● Try it: Report how many lines in the data below hold the string "parser". Nothing else should appear in the answer.
*** Given records ***
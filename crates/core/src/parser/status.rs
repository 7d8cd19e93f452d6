use crate::commands::status::MESSAGE_USAGE;
use crate::commands::StatusCommand;
use crate::error::{Error, Result};
use crate::fields::Status;
use crate::parser::index_expression::parse_index;
use crate::parser::prefix_guard::ensure_single_valued;
use crate::parser::syntax::PREFIX_STATUS;
use crate::parser::tokenizer::tokenize;

/// Parses `INDEX s/STATUS`.
///
/// # Errors
///
/// Fails without an index or status, on a repeated status, or on an invalid
/// index or status value.
pub fn parse(arguments: &str) -> Result<StatusCommand> {
    let field_map = tokenize(arguments, &[PREFIX_STATUS]);

    let Some(status) = field_map.value(PREFIX_STATUS) else {
        return Err(Error::InvalidCommandFormat {
            usage: MESSAGE_USAGE,
        });
    };
    if field_map.preamble().is_empty() {
        return Err(Error::InvalidCommandFormat {
            usage: MESSAGE_USAGE,
        });
    }

    ensure_single_valued(&field_map, &[PREFIX_STATUS])?;

    let status = Status::parse(status)?;
    let index = parse_index(field_map.preamble())?;

    Ok(StatusCommand::new(index, status))
}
***
● Result of the task: 5